## Exercise directions
Write every entry out again, unchanged.

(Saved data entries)
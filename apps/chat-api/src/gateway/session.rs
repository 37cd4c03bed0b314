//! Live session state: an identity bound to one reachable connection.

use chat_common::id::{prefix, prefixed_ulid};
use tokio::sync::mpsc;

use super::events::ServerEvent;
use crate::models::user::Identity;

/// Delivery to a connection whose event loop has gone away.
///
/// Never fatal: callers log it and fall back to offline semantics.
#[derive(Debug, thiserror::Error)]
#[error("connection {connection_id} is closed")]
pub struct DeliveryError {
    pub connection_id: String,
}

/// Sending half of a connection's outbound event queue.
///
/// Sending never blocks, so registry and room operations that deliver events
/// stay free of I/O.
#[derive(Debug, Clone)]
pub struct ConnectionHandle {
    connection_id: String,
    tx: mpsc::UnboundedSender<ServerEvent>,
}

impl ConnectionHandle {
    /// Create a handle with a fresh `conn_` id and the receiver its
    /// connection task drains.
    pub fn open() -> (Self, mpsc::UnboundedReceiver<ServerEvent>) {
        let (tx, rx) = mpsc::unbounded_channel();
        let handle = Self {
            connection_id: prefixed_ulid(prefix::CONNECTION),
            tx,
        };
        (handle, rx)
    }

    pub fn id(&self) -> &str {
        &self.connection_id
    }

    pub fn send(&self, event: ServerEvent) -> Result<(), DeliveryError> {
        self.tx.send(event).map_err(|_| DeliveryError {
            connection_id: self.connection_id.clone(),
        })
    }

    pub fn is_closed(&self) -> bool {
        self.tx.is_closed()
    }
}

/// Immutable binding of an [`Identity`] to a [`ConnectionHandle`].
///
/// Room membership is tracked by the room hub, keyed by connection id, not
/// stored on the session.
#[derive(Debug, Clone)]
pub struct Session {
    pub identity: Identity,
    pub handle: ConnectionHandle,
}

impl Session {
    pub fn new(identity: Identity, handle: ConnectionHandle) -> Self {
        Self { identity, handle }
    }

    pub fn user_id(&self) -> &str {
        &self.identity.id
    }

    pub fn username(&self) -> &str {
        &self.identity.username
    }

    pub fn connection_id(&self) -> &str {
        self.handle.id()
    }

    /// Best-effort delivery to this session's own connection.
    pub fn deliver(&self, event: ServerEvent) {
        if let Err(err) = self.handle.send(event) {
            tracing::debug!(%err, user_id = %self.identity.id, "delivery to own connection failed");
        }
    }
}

## Response area
filename apps/chat-api/src/gateway/session.rs
repository 37cd4c03bed0b314
//! Live session state: an identity bound to one reachable connection.

use chat_common::id::{prefix, prefixed_ulid};
use tokio::sync::mpsc;

use super::events::ServerEvent;
use crate::models::user::Identity;

/// Delivery to a connection whose event loop has gone away.
///
/// Never fatal: callers log it and fall back to offline semantics.
#[derive(Debug, thiserror::Error)]
#[error("connection {connection_id} is closed")]
pub struct DeliveryError {
    pub connection_id: String,
}

/// Sending half of a connection's outbound event queue.
///
/// Sending never blocks, so registry and room operations that deliver events
/// stay free of I/O.
#[derive(Debug, Clone)]
pub struct ConnectionHandle {
    connection_id: String,
    tx: mpsc::UnboundedSender<ServerEvent>,
}

impl ConnectionHandle {
    /// Create a handle with a fresh `conn_` id and the receiver its
    /// connection task drains.
    pub fn open() -> (Self, mpsc::UnboundedReceiver<ServerEvent>) {
        let (tx, rx) = mpsc::unbounded_channel();
        let handle = Self {
            connection_id: prefixed_ulid(prefix::CONNECTION),
            tx,
        };
        (handle, rx)
    }

    pub fn id(&self) -> &str {
        &self.connection_id
    }

    pub fn send(&self, event: ServerEvent) -> Result<(), DeliveryError> {
        self.tx.send(event).map_err(|_| DeliveryError {
            connection_id: self.connection_id.clone(),
        })
    }

    pub fn is_closed(&self) -> bool {
        self.tx.is_closed()
    }
}

/// Immutable binding of an [`Identity`] to a [`ConnectionHandle`].
///
/// Room membership is tracked by the room hub, keyed by connection id, not
/// stored on the session.
#[derive(Debug, Clone)]
pub struct Session {
    pub identity: Identity,
    pub handle: ConnectionHandle,
}

impl Session {
    pub fn new(identity: Identity, handle: ConnectionHandle) -> Self {
        Self { identity, handle }
    }

    pub fn user_id(&self) -> &str {
        &self.identity.id
    }

    pub fn username(&self) -> &str {
        &self.identity.username
    }

    pub fn connection_id(&self) -> &str {
        self.handle.id()
    }

    /// Best-effort delivery to this session's own connection.
    pub fn deliver(&self, event: ServerEvent) {
        if let Err(err) = self.handle.send(event) {
            tracing::debug!(%err, user_id = %self.identity.id, "delivery to own connection failed");
        }
    }
}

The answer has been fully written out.